#[cfg(test)]
mod tests {
    use super::*;
    use crate::domain::{AgentStatus, BudgetRange, SessionStatus};
    use serde_json::json;

    #[tokio::test]
    async fn test_create_and_get_session() {
        let store = StateStore::new();
        let id = store
            .create_session(Some("party-1".to_string()), vec![Input::text("jungle theme")])
            .await
            .unwrap();

        assert_eq!(id, "party-1");
        let state = store.get_session("party-1").await.unwrap();
        assert_eq!(state.inputs.len(), 1);
        assert_eq!(state.version, 1);
        assert!(store.get_session("party-2").await.is_none());
    }

    #[tokio::test]
    async fn test_create_session_generates_id_and_rejects_duplicates() {
        let store = StateStore::new();
        let id = store.create_session(None, vec![]).await.unwrap();
        assert!(id.starts_with("party-"));

        let err = store.create_session(Some(id.clone()), vec![]).await.unwrap_err();
        assert_eq!(err, StateError::AlreadyExists(id));
    }

    #[tokio::test]
    async fn test_mutations_on_missing_session() {
        let store = StateStore::new();
        let err = store.add_input("ghost", Input::text("cake")).await.unwrap_err();
        assert_eq!(err, StateError::NotFound("ghost".to_string()));
    }

    #[tokio::test]
    async fn test_remove_input_reports_absence_without_bump() {
        let store = StateStore::new();
        let input = Input::text("park venue");
        let input_id = input.input_id.clone();
        store.create_session(Some("p".to_string()), vec![input]).await.unwrap();

        assert!(!store.remove_input("p", "input-missing").await.unwrap());
        assert_eq!(store.get_session("p").await.unwrap().version, 1);

        assert!(store.remove_input("p", &input_id).await.unwrap());
        let state = store.get_session("p").await.unwrap();
        assert_eq!(state.version, 2);
        assert!(state.inputs.is_empty());
    }

    #[tokio::test]
    async fn test_agent_result_requires_started_slot() {
        let store = StateStore::new();
        store.create_session(Some("p".to_string()), vec![]).await.unwrap();

        let err = store.set_agent_result("p", "cake_agent", json!({}), 0.5).await.unwrap_err();
        assert!(matches!(err, StateError::AgentNotStarted { .. }));
        let err = store.set_agent_failed("p", "cake_agent", "boom").await.unwrap_err();
        assert!(matches!(err, StateError::AgentNotStarted { .. }));
        assert!(store.get_session("p").await.unwrap().agent_results.is_empty());
    }

    #[tokio::test]
    async fn test_agent_lifecycle_preserves_started_at() {
        let store = StateStore::new();
        store.create_session(Some("p".to_string()), vec![]).await.unwrap();

        store
            .set_agent_started("p", "theme_agent", &["input-1".to_string()])
            .await
            .unwrap();
        let state = store.get_session("p").await.unwrap();
        assert_eq!(state.status, SessionStatus::Planning);
        assert!(state.agent_results["theme_agent"].used_input("input-1"));
        let started_at = state.agent_results["theme_agent"].started_at;

        store
            .set_agent_result("p", "theme_agent", json!({"theme": "jungle"}), 0.9)
            .await
            .unwrap();
        let state = store.get_session("p").await.unwrap();
        let slot = &state.agent_results["theme_agent"];
        assert_eq!(slot.status, AgentStatus::Completed);
        assert_eq!(slot.started_at, started_at);
        assert_eq!(state.status, SessionStatus::Collecting);
        assert_eq!(state.version, 3);
    }

    #[tokio::test]
    async fn test_clear_agent_result() {
        let store = StateStore::new();
        store.create_session(Some("p".to_string()), vec![]).await.unwrap();
        store.set_agent_started("p", "venue_agent", &[]).await.unwrap();

        assert!(store.clear_agent_result("p", "venue_agent").await.unwrap());
        assert!(!store.clear_agent_result("p", "venue_agent").await.unwrap());
        assert!(store.get_session("p").await.unwrap().agent_results.is_empty());
    }

    #[tokio::test]
    async fn test_budget_and_plan_cached() {
        let store = StateStore::new();
        store.create_session(Some("p".to_string()), vec![]).await.unwrap();

        let budget = Budget {
            total_budget: BudgetRange::new(100.0, 200.0),
            ..Default::default()
        };
        store.set_budget("p", budget.clone()).await.unwrap();
        store
            .set_final_plan(
                "p",
                FinalPlan {
                    completion_percent: 100,
                    ..Default::default()
                },
            )
            .await
            .unwrap();

        let state = store.get_session("p").await.unwrap();
        assert_eq!(state.budget, Some(budget));
        assert_eq!(state.status, SessionStatus::Ready);
    }

    #[tokio::test]
    async fn test_concurrent_mutations_are_serialized() {
        let store = StateStore::new();
        store.create_session(Some("p".to_string()), vec![]).await.unwrap();

        let mut tasks = Vec::new();
        for n in 0..50 {
            let store = store.clone();
            tasks.push(tokio::spawn(async move {
                store.add_input("p", Input::text(format!("fact {}", n))).await.unwrap();
            }));
        }
        for task in tasks {
            task.await.unwrap();
        }

        let state = store.get_session("p").await.unwrap();
        assert_eq!(state.inputs.len(), 50);
        assert_eq!(state.version, 51);
    }

    #[tokio::test]
    async fn test_sessions_are_independent() {
        let store = StateStore::new();
        store.create_session(Some("a".to_string()), vec![]).await.unwrap();
        store.create_session(Some("b".to_string()), vec![]).await.unwrap();

        store.add_input("a", Input::text("cake")).await.unwrap();

        assert_eq!(store.get_session("a").await.unwrap().inputs.len(), 1);
        assert!(store.get_session("b").await.unwrap().inputs.is_empty());
        assert_eq!(store.list_sessions(), vec!["a".to_string(), "b".to_string()]);

        let metrics = store.metrics().await;
        assert_eq!(metrics.sessions, 2);
        assert_eq!(metrics.total_inputs, 1);
        assert_eq!(metrics.total_mutations, 3);

        assert!(store.delete_session("a"));
        assert!(!store.delete_session("a"));
    }

    #[tokio::test]
    async fn test_update_returns_value_and_version() {
        let store = StateStore::new();
        store.create_session(Some("p".to_string()), vec![]).await.unwrap();

        let (count, version) = store.update("p", |state| state.inputs.len()).await.unwrap();
        assert_eq!(count, 0);
        assert_eq!(version, 2);
    }
}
- - - - - - -
• TRY IT: Retype all of the records above, keeping them identical.

• TASK OUTPUT:
#[cfg(test)]
mod tests {
    use super::*;
    use crate::domain::{AgentStatus, BudgetRange, SessionStatus};
    use serde_json::json;

    #[tokio::test]
    async fn test_create_and_get_session() {
        let store = StateStore::new();
        let id = store
            .create_session(Some("party-1".to_string()), vec![Input::text("jungle theme")])
            .await
            .unwrap();

        assert_eq!(id, "party-1");
        let state = store.get_session("party-1").await.unwrap();
        assert_eq!(state.inputs.len(), 1);
        assert_eq!(state.version, 1);
        assert!(store.get_session("party-2").await.is_none());
    }

    #[tokio::test]
    async fn test_create_session_generates_id_and_rejects_duplicates() {
        let store = StateStore::new();
        let id = store.create_session(None, vec![]).await.unwrap();
        assert!(id.starts_with("party-"));

        let err = store.create_session(Some(id.clone()), vec![]).await.unwrap_err();
        assert_eq!(err, StateError::AlreadyExists(id));
    }

    #[tokio::test]
    async fn test_mutations_on_missing_session() {
        let store = StateStore::new();
        let err = store.add_input("ghost", Input::text("cake")).await.unwrap_err();
        assert_eq!(err, StateError::NotFound("ghost".to_string()));
    }

    #[tokio::test]
    async fn test_remove_input_reports_absence_without_bump() {
        let store = StateStore::new();
        let input = Input::text("park venue");
        let input_id = input.input_id.clone();
        store.create_session(Some("p".to_string()), vec![input]).await.unwrap();

        assert!(!store.remove_input("p", "input-missing").await.unwrap());
        assert_eq!(store.get_session("p").await.unwrap().version, 1);

        assert!(store.remove_input("p", &input_id).await.unwrap());
        let state = store.get_session("p").await.unwrap();
        assert_eq!(state.version, 2);
        assert!(state.inputs.is_empty());
    }

    #[tokio::test]
    async fn test_agent_result_requires_started_slot() {
        let store = StateStore::new();
        store.create_session(Some("p".to_string()), vec![]).await.unwrap();

        let err = store.set_agent_result("p", "cake_agent", json!({}), 0.5).await.unwrap_err();
        assert!(matches!(err, StateError::AgentNotStarted { .. }));
        let err = store.set_agent_failed("p", "cake_agent", "boom").await.unwrap_err();
        assert!(matches!(err, StateError::AgentNotStarted { .. }));
        assert!(store.get_session("p").await.unwrap().agent_results.is_empty());
    }

    #[tokio::test]
    async fn test_agent_lifecycle_preserves_started_at() {
        let store = StateStore::new();
        store.create_session(Some("p".to_string()), vec![]).await.unwrap();

        store
            .set_agent_started("p", "theme_agent", &["input-1".to_string()])
            .await
            .unwrap();
        let state = store.get_session("p").await.unwrap();
        assert_eq!(state.status, SessionStatus::Planning);
        assert!(state.agent_results["theme_agent"].used_input("input-1"));
        let started_at = state.agent_results["theme_agent"].started_at;

        store
            .set_agent_result("p", "theme_agent", json!({"theme": "jungle"}), 0.9)
            .await
            .unwrap();
        let state = store.get_session("p").await.unwrap();
        let slot = &state.agent_results["theme_agent"];
        assert_eq!(slot.status, AgentStatus::Completed);
        assert_eq!(slot.started_at, started_at);
        assert_eq!(state.status, SessionStatus::Collecting);
        assert_eq!(state.version, 3);
    }

    #[tokio::test]
    async fn test_clear_agent_result() {
        let store = StateStore::new();
        store.create_session(Some("p".to_string()), vec![]).await.unwrap();
        store.set_agent_started("p", "venue_agent", &[]).await.unwrap();

        assert!(store.clear_agent_result("p", "venue_agent").await.unwrap());
        assert!(!store.clear_agent_result("p", "venue_agent").await.unwrap());
        assert!(store.get_session("p").await.unwrap().agent_results.is_empty());
    }

    #[tokio::test]
    async fn test_budget_and_plan_cached() {
        let store = StateStore::new();
        store.create_session(Some("p".to_string()), vec![]).await.unwrap();

        let budget = Budget {
            total_budget: BudgetRange::new(100.0, 200.0),
            ..Default::default()
        };
        store.set_budget("p", budget.clone()).await.unwrap();
        store
            .set_final_plan(
                "p",
                FinalPlan {
                    completion_percent: 100,
                    ..Default::default()
                },
            )
            .await
            .unwrap();

        let state = store.get_session("p").await.unwrap();
        assert_eq!(state.budget, Some(budget));
        assert_eq!(state.status, SessionStatus::Ready);
    }

    #[tokio::test]
    async fn test_concurrent_mutations_are_serialized() {
        let store = StateStore::new();
        store.create_session(Some("p".to_string()), vec![]).await.unwrap();

        let mut tasks = Vec::new();
        for n in 0..50 {
            let store = store.clone();
            tasks.push(tokio::spawn(async move {
                store.add_input("p", Input::text(format!("fact {}", n))).await.unwrap();
            }));
        }
        for task in tasks {
            task.await.unwrap();
        }

        let state = store.get_session("p").await.unwrap();
        assert_eq!(state.inputs.len(), 50);
        assert_eq!(state.version, 51);
    }

    #[tokio::test]
    async fn test_sessions_are_independent() {
        let store = StateStore::new();
        store.create_session(Some("a".to_string()), vec![]).await.unwrap();
        store.create_session(Some("b".to_string()), vec![]).await.unwrap();

        store.add_input("a", Input::text("cake")).await.unwrap();

        assert_eq!(store.get_session("a").await.unwrap().inputs.len(), 1);
        assert!(store.get_session("b").await.unwrap().inputs.is_empty());
        assert_eq!(store.list_sessions(), vec!["a".to_string(), "b".to_string()]);

        let metrics = store.metrics().await;
        assert_eq!(metrics.sessions, 2);
        assert_eq!(metrics.total_inputs, 1);
        assert_eq!(metrics.total_mutations, 3);

        assert!(store.delete_session("a"));
        assert!(!store.delete_session("a"));
    }

    #[tokio::test]
    async fn test_update_returns_value_and_version() {
        let store = StateStore::new();
        store.create_session(Some("p".to_string()), vec![]).await.unwrap();

        let (count, version) = store.update("p", |state| state.inputs.len()).await.unwrap();
        assert_eq!(count, 0);
        assert_eq!(version, 2);
    }
}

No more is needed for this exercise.